■ **Dataset**
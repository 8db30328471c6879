//! The one shipped `MatterDriver`: wires a parsed `SbmdSpec` to live
//! devices via `MatterDevice`, a per-device `QuickJsScript` interpreter,
//! and a `SubscribeInteraction`.

use std::collections::{HashMap, HashSet};
use std::sync::Arc;

use async_trait::async_trait;
use parking_lot::Mutex;

use crate::cache::{CacheCallback, DeviceDataCache};
use crate::device::MatterDevice;
use crate::driver::MatterDriver;
use crate::driver::base::Commissioner;
use crate::error::{DriverError, Result};
use crate::sbmd::spec::{MapperCarrier, ResourceDescriptor, SbmdSpec};
use crate::script::quickjs::QuickJsScript;
use crate::script::{MapperIdentity, SbmdScript};
use crate::subscription::SubscribeInteraction;
use crate::transport::{MatterTransport, SessionHandle, SubscriptionIntervalSecs};

struct DeviceEntry {
    device: Arc<MatterDevice>,
    subscription: Arc<SubscribeInteraction>,
}

/// One instance per loaded SBMD spec — `DriverFactory` holds one of these
/// per registered bundle and consults `claim_device` the same way
/// `SbmdRegistry::claim_device` does one layer down. Owns every device this
/// spec has claimed, keyed by device id.
pub struct SpecBasedMatterDeviceDriver {
    spec: Arc<SbmdSpec>,
    transport: Arc<dyn MatterTransport>,
    commissioner: Arc<Commissioner>,
    devices: Mutex<HashMap<String, DeviceEntry>>,
}

impl SpecBasedMatterDeviceDriver {
    pub fn new(
        spec: Arc<SbmdSpec>,
        transport: Arc<dyn MatterTransport>,
        commissioner: Arc<Commissioner>,
    ) -> Arc<Self> {
        Arc::new(Self {
            spec,
            transport,
            commissioner,
            devices: Mutex::new(HashMap::new()),
        })
    }

    pub fn spec(&self) -> &Arc<SbmdSpec> {
        &self.spec
    }

    /// §4.3's `RegisterResources`: the descriptors the device-service needs
    /// to create every resource this spec declares for `device_id`, ahead
    /// of `add_device` building the live binding tables for the same set.
    pub fn register_resources(&self, device_id: &str) -> Vec<ResourceDescriptor> {
        self.spec.resource_descriptors(device_id)
    }

    fn device(&self, device_id: &str) -> Result<Arc<MatterDevice>> {
        self.devices
            .lock()
            .get(device_id)
            .map(|e| e.device.clone())
            .ok_or_else(|| DriverError::UnknownDevice(device_id.to_string()))
    }

    /// Register every resource's mapper script(s) with a freshly created
    /// interpreter, per §4.3's `AddResourceMappers`.
    fn register_mappers(device_id: &str, spec: &SbmdSpec, script: &dyn SbmdScript) -> Result<()> {
        for resource in spec.all_resources() {
            let id = MapperIdentity::new(resource.resource_endpoint_id.clone(), resource.id.clone());

            if let Some(leaf) = &resource.mapper.read {
                if let MapperCarrier::Attribute(_) = &leaf.carrier {
                    script.add_attribute_read_mapper(id.clone(), leaf.script.clone())?;
                }
                // Command/Commands-carried reads ("readCommand") are parsed
                // but not dispatched (see DESIGN.md): no mapper is
                // registered here, so `MatterDevice::read_resource`'s
                // carrier-mismatch error is the only observable behavior.
            }

            if let Some(leaf) = &resource.mapper.write {
                match &leaf.carrier {
                    MapperCarrier::Attribute(_) => {
                        script.add_attribute_write_mapper(id.clone(), leaf.script.clone())?;
                    }
                    MapperCarrier::Command(cmd) => {
                        script.add_commands_write_mapper(id.clone(), vec![cmd.clone()], leaf.script.clone())?;
                    }
                    MapperCarrier::Commands(cmds) => {
                        script.add_commands_write_mapper(id.clone(), cmds.clone(), leaf.script.clone())?;
                    }
                }
            }

            if let Some(leaf) = &resource.mapper.execute {
                let MapperCarrier::Command(_) = &leaf.carrier else {
                    return Err(DriverError::Binding {
                        device_id: device_id.to_string(),
                        reason: format!("resource '{}' execute carrier must be a single command", resource.id),
                    });
                };
                script.add_command_execute_mapper(id.clone(), leaf.script.clone())?;
                if let Some(response_script) = &leaf.script_response {
                    script.add_command_execute_response_mapper(id.clone(), response_script.clone())?;
                }
            }
        }
        Ok(())
    }
}

#[async_trait]
impl MatterDriver for SpecBasedMatterDeviceDriver {
    fn claim_device(&self, reported_device_types: &[u16], _cache: &DeviceDataCache) -> bool {
        let reported: HashSet<u16> = reported_device_types.iter().copied().collect();
        !self.spec.device_type_set().is_disjoint(&reported)
    }

    async fn add_device(
        &self,
        device_id: String,
        session: SessionHandle,
        endpoint_numbers: HashMap<String, u16>,
        cache: DeviceDataCache,
    ) -> Result<()> {
        if self.devices.lock().contains_key(&device_id) {
            return Err(DriverError::Binding {
                device_id,
                reason: "device already added".into(),
            });
        }

        let script: Arc<dyn SbmdScript> = Arc::new(QuickJsScript::new()?);
        Self::register_mappers(&device_id, &self.spec, script.as_ref())?;

        let device = Arc::new(MatterDevice::new(
            device_id.clone(),
            self.spec.clone(),
            script,
            self.transport.clone(),
            session.clone(),
            cache.clone(),
            &endpoint_numbers,
        )?);

        cache.register_callback(device.clone() as Arc<dyn CacheCallback>);

        let interval = self.commissioner.negotiate_subscription_interval(SubscriptionIntervalSecs {
            min_interval_floor_secs: self.spec.reporting.min_secs,
            max_interval_ceiling_secs: self.spec.reporting.max_secs,
        });

        // Subscription paths unconditionally include the power source
        // cluster's representative attribute on every endpoint (SPEC_FULL
        // item 8: the original's one-shot `PowerSource` server lookup on
        // `AddDevice`, folded here into the path list itself rather than a
        // separate priming call).
        let subscription = SubscribeInteraction::new(
            self.transport.clone(),
            session,
            device.subscription_paths(),
            Vec::new(),
            interval,
            cache,
        );
        subscription.send().await?;
        device.prime_feature_maps().await;

        self.devices.lock().insert(device_id, DeviceEntry { device, subscription });
        Ok(())
    }

    async fn remove_device(&self, device_id: &str) -> Result<()> {
        let entry = self
            .devices
            .lock()
            .remove(device_id)
            .ok_or_else(|| DriverError::UnknownDevice(device_id.to_string()))?;
        entry.subscription.cancel().await;
        entry.device.unregister_update_sink();
        Ok(())
    }

    async fn read_resource(&self, device_id: &str, resource_uri: &str) -> Result<String> {
        self.device(device_id)?.read_resource(resource_uri)
    }

    async fn write_resource(&self, device_id: &str, resource_uri: &str, value: &str) -> Result<()> {
        self.device(device_id)?.write_resource(resource_uri, value).await
    }

    async fn execute_resource(&self, device_id: &str, resource_uri: &str, args: Vec<String>) -> Result<Option<String>> {
        self.device(device_id)?.execute_resource(resource_uri, args).await
    }

    fn desired_subscription_interval(&self, _device_id: &str) -> Result<SubscriptionIntervalSecs> {
        Ok(SubscriptionIntervalSecs {
            min_interval_floor_secs: self.spec.reporting.min_secs,
            max_interval_ceiling_secs: self.spec.reporting.max_secs,
        })
    }
}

■ **Problem description**
Each line in the entries above, starting at the line with "device.prime_feature_maps().await;" and ending at the line with "let entry = self", is to be printed exactly, and only those lines.

■ **Result**
        device.prime_feature_maps().await;

        self.devices.lock().insert(device_id, DeviceEntry { device, subscription });
        Ok(())
    }

    async fn remove_device(&self, device_id: &str) -> Result<()> {
        let entry = self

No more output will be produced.